[Opening Data provided section]
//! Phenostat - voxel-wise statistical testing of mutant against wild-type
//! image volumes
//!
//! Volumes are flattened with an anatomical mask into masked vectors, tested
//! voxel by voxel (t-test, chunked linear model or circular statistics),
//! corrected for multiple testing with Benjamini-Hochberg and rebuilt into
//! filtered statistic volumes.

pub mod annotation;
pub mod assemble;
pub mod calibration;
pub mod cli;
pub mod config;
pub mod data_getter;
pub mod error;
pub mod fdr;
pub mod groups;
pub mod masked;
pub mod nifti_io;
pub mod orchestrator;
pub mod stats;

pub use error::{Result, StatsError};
[Closing Data provided section]
--- What is expected ---
Your task is to write out, exactly, the line that contains "pub mod calibration;" and each line after it to the end of the data, with no other lines.

--- Output for this task ---
pub mod calibration;
pub mod cli;
pub mod config;
pub mod data_getter;
pub mod error;
pub mod fdr;
pub mod groups;
pub mod masked;
pub mod nifti_io;
pub mod orchestrator;
pub mod stats;

pub use error::{Result, StatsError};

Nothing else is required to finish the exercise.